"Dead End" Jobs, A Slight Return
Today was an incredibly horrible day weather-wise. Having grown up in the Pacific Northwest, I am used to overcast weather and heavy rain. Today, though, was something special and deserves some mention before getting on with the two happy points of my post. It didn't just rain, it hammered down. It was an extended thundershower without the thunder and lightening. People were hammered by by heavy gauge nails of H2O. The city was blanketed in sheets of rain. Cats and dogs, etc. And it just didn't let up. Sewer lines (they just had to be) were overflowing and foul, brown water was running in the street in some areas. Eventually it slackened, but the rain didn't let up and the down pour would return. All that was missing was a guy and his family herding in all the animals into some big boat two by two.
It was in this weather that I proceeded to the apartment I was applying for. I was dropping off my application and deposit. Little did I know, that the manger had already decided to rent me the suite. It is a bachelor suite on the 4th floor of a building from the 1920's or 1930's. Hard wood floors, huge tub, no shower and a ceiling fan. (a necessity here in summer) So I finally get to live that bohemian lifestyle I wanted when I was in my 20's.
The added bonus is that it is just north of the city centre and a five minute (or less if they let me take a short cut through Emergency) from my new job at City Hospital. I am now a probationary employee of the Health Region working as a Diener. The word "diener", as I just found out, is German for "servant" and is an abbreviation of the German term "Leichendiener". Leichendiener literally means, corpse servant. Other regions use the terms Morgue Attendant, Pathologists Assistant or Autopsy Technician to describe my job. As such it is my job to assist around the morgue and the Pathology Department in a number of ways - and yes that includes cleaning the "client" and prepping him or her for viewing by relatives.
Can I really do this job? I hope so, but truthfully I am not 100%. I have never been the kind of person who actually hunts down autopsy photos to view, I'm just not that morbid. The woman who hired me was a bit ambivalent on the phone and deservedly so. It isn't easy work. Despite a decent enough wage, I am being underpaid. But then the way I see it is that the majority of us are being underpaid today, skilled labour or not. However, I am running out of options and need this job to pay down my loans in order to return to school full time and get my teaching certificate.
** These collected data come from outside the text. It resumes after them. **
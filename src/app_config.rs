use anyhow::Result;
use serde::{Deserialize, Serialize};
use std::default::Default;

use crate::errors::ConfigError;

/// Application configuration module
/// This module handles the application configuration including loading,
/// validating and saving configuration settings.
/// Represents the application configuration
#[derive(Debug, Serialize, Deserialize, Clone)]
pub struct Config {
    /// External tool configuration
    #[serde(default)]
    pub tools: ToolsConfig,

    /// Log level
    #[serde(default)]
    pub log_level: LogLevel,
}

/// One external tool binding
#[derive(Debug, Serialize, Deserialize, Clone, PartialEq)]
pub struct ToolConfig {
    // @field: Binary name or absolute path, resolved via PATH when bare
    pub path: String,

    // @field: Deadline for a single invocation, in seconds
    pub timeout_secs: u64,
}

/// Bindings for the three external tools the pipeline drives
#[derive(Debug, Serialize, Deserialize, Clone)]
pub struct ToolsConfig {
    /// Stream probing tool
    #[serde(default = "default_ffprobe_config")]
    pub ffprobe: ToolConfig,

    /// Track extraction tool
    #[serde(default = "default_mkvextract_config")]
    pub mkvextract: ToolConfig,

    /// Subtitle alignment tool
    #[serde(default = "default_alass_config")]
    pub alass: ToolConfig,
}

impl Default for ToolsConfig {
    fn default() -> Self {
        Self {
            ffprobe: default_ffprobe_config(),
            mkvextract: default_mkvextract_config(),
            alass: default_alass_config(),
        }
    }
}

/// Log verbosity level
#[derive(Debug, Serialize, Deserialize, Clone, PartialEq, Default)]
#[serde(rename_all = "lowercase")]
pub enum LogLevel {
    Error,
    Warn,
    #[default]
    Info,
    Debug,
    Trace,
}

fn default_ffprobe_config() -> ToolConfig {
    ToolConfig {
        path: "ffprobe".to_string(),
        timeout_secs: default_probe_timeout_secs(),
    }
}

fn default_mkvextract_config() -> ToolConfig {
    ToolConfig {
        path: "mkvextract".to_string(),
        timeout_secs: default_extract_timeout_secs(),
    }
}

fn default_alass_config() -> ToolConfig {
    ToolConfig {
        path: "alass".to_string(),
        timeout_secs: default_sync_timeout_secs(),
    }
}

fn default_probe_timeout_secs() -> u64 {
    30
}

fn default_extract_timeout_secs() -> u64 {
    120
}

fn default_sync_timeout_secs() -> u64 {
    300
}

impl Config {
    /// Validate the configuration for consistency and required values
    pub fn validate(&self) -> Result<(), ConfigError> {
        for (name, tool) in [
            ("ffprobe", &self.tools.ffprobe),
            ("mkvextract", &self.tools.mkvextract),
            ("alass", &self.tools.alass),
        ] {
            if tool.path.trim().is_empty() {
                return Err(ConfigError::InvalidValue(format!(
                    "tools.{}.path must not be empty",
                    name
                )));
            }
            if tool.timeout_secs == 0 {
                return Err(ConfigError::InvalidValue(format!(
                    "tools.{}.timeout_secs must be greater than zero",
                    name
                )));
            }
        }

        Ok(())
    }
}

/// Default implementation for Config
impl Default for Config {
    fn default() -> Self {
        Config {
            tools: ToolsConfig::default(),
            log_level: LogLevel::default(),
        }
    }
}
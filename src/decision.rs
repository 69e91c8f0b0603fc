/*!
 * Operator decision interface.
 *
 * Every interactive choice the pipeline needs goes through `DecisionSource`:
 * - `confirm` - one keep/remove answer for a whole cleaning category
 * - `choose_one` - one stream picked from a rendered catalog
 * - `choose_many` - a keep-set of style indices, empty meaning "all"
 *
 * `TerminalDecisions` prompts the operator on stdout/stdin;
 * `ScriptedDecisions` replays queued answers and records what it was shown,
 * which is what makes the pipeline stages testable without a terminal.
 */

use std::collections::VecDeque;
use std::io::{self, BufRead, Write};

use anyhow::{anyhow, Context, Result};

use crate::errors::ConfigError;

/// Source of batch-wide operator decisions
pub trait DecisionSource {
    /// One boolean "remove this category" decision for the whole batch.
    /// `samples` are pre-rendered match lines shown for context.
    fn confirm(&mut self, samples: &[String], category_label: &str) -> Result<bool>;

    /// Pick exactly one option from a rendered catalog. Range checking is
    /// the caller's job; this returns whatever index the source produced.
    fn choose_one(&mut self, options: &[String]) -> Result<usize>;

    /// Pick a subset of a ranked listing by index. An empty answer means
    /// "keep all"; interpretation is the caller's job.
    fn choose_many(&mut self, ranked_options: &[String]) -> Result<Vec<usize>>;
}

/// Production decision source reading the operator's terminal
pub struct TerminalDecisions;

impl TerminalDecisions {
    pub fn new() -> Self {
        TerminalDecisions
    }

    fn read_answer(prompt: &str) -> Result<String> {
        print!("{}", prompt);
        io::stdout().flush().context("Failed to flush stdout")?;

        let mut answer = String::new();
        io::stdin()
            .lock()
            .read_line(&mut answer)
            .context("Failed to read operator answer")?;
        Ok(answer)
    }
}

impl Default for TerminalDecisions {
    fn default() -> Self {
        Self::new()
    }
}

impl DecisionSource for TerminalDecisions {
    fn confirm(&mut self, samples: &[String], category_label: &str) -> Result<bool> {
        let prompt = format!(
            "{}\n\nFound the above lines and text to be removed in category '{}'. Press enter for delete. 'n' to keep. ",
            samples.join("\n"),
            category_label
        );
        let answer = Self::read_answer(&prompt)?;
        Ok(answer.trim().to_lowercase() != "n")
    }

    fn choose_one(&mut self, options: &[String]) -> Result<usize> {
        for option in options {
            println!("{}", option);
        }

        let answer = Self::read_answer("Please choose subtitle to extract> ")?;
        let trimmed = answer.trim();
        let index = trimmed
            .parse::<usize>()
            .map_err(|_| ConfigError::InvalidSelection(trimmed.to_string()))?;
        Ok(index)
    }

    fn choose_many(&mut self, ranked_options: &[String]) -> Result<Vec<usize>> {
        for option in ranked_options {
            println!("{}", option);
        }

        let answer = Self::read_answer(
            "Choose tags to keep by index separated by space (e.g. 1 2 4). No input to keep all listed.\n> ",
        )?;

        let mut indices = Vec::new();
        for token in answer.split_whitespace() {
            let index = token
                .parse::<usize>()
                .map_err(|_| ConfigError::InvalidSelection(token.to_string()))?;
            indices.push(index);
        }
        Ok(indices)
    }
}

/// Deterministic decision source for tests: queued answers in, served
/// prompts recorded out.
#[derive(Debug, Default)]
pub struct ScriptedDecisions {
    confirms: VecDeque<bool>,
    single_choices: VecDeque<usize>,
    multi_choices: VecDeque<Vec<usize>>,

    /// Category labels `confirm` was asked about, in order
    pub confirm_labels: Vec<String>,
    /// Sample blocks `confirm` was shown, in order
    pub confirm_samples: Vec<Vec<String>>,
    /// Catalogs `choose_one` presented, in order
    pub presented_catalogs: Vec<Vec<String>>,
    /// Ranked listings `choose_many` presented, in order
    pub presented_rankings: Vec<Vec<String>>,
}

impl ScriptedDecisions {
    pub fn new() -> Self {
        Self::default()
    }

    /// Queue an answer for the next `confirm` call
    pub fn with_confirm(mut self, answer: bool) -> Self {
        self.confirms.push_back(answer);
        self
    }

    /// Queue an answer for the next `choose_one` call
    pub fn with_choice(mut self, index: usize) -> Self {
        self.single_choices.push_back(index);
        self
    }

    /// Queue an answer for the next `choose_many` call
    pub fn with_choices(mut self, indices: Vec<usize>) -> Self {
        self.multi_choices.push_back(indices);
        self
    }

    /// How many decisions were requested in total
    pub fn calls(&self) -> usize {
        self.confirm_labels.len() + self.presented_catalogs.len() + self.presented_rankings.len()
    }
}

impl DecisionSource for ScriptedDecisions {
    fn confirm(&mut self, samples: &[String], category_label: &str) -> Result<bool> {
        self.confirm_labels.push(category_label.to_string());
        self.confirm_samples.push(samples.to_vec());
        self.confirms
            .pop_front()
            .ok_or_else(|| anyhow!("No scripted answer left for confirm '{}'", category_label))
    }

    fn choose_one(&mut self, options: &[String]) -> Result<usize> {
        self.presented_catalogs.push(options.to_vec());
        self.single_choices
            .pop_front()
            .ok_or_else(|| anyhow!("No scripted answer left for choose_one"))
    }

    fn choose_many(&mut self, ranked_options: &[String]) -> Result<Vec<usize>> {
        self.presented_rankings.push(ranked_options.to_vec());
        self.multi_choices
            .pop_front()
            .ok_or_else(|| anyhow!("No scripted answer left for choose_many"))
    }
}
However, I have always been interested and fascinated with human anatomy and am excited by the fact that I can actually see our inner workings, well, in the flesh. Aside from some potentially grizzly and saddening things that I will see, we are flesh, blood, hair, bone and organs. We will all die and potentially end up on the slab to be dissected if our deaths' warrant it. Death is a part of life, I will just get to see it very up close and personal. At least this how I am trying to steel myself before starting the job. (after the criminal check)
My jobs in security have led me to work around the living dead, with people who have given up. It is pretty hard on a person to walk in on a mother (about 45) with her two adult children (mid and early twenties) chopping up heroin to smoke in a parkade stairwell. Or to walk in on a junkie, stark naked and masturbating with a dildo after having shot up. Or to have to arrest and detain some guy who has been wanking in the change rooms while spying on people as the they try on clothes. Watching a person deteriorate over time, losing more of their mind and their soul as their addiction grows. Watching them wither away from Hep. C and AIDs. Or to have those same people threaten you with a needle just because. Some of these people are actually quite likeable and you develop a raport with them, making it that much harder because you can't just simply write them off as a scum. They are no longer just the "other".
I had other aspirations, other aims. They never worked out. So I am here. I don't regret it at this time, though. I have never been afraid of difficult jobs, just unrewarding, unsatisfying and pointless jobs - jobs that only seem to exist to keep people employed. Hopefully I am not writing here in a few weeks stating that I couldn't handle it. However, my friend Elijah made a good point when I called him today - "Well as long they aren't talking to you or eating brains, it should be okay." Amen to that.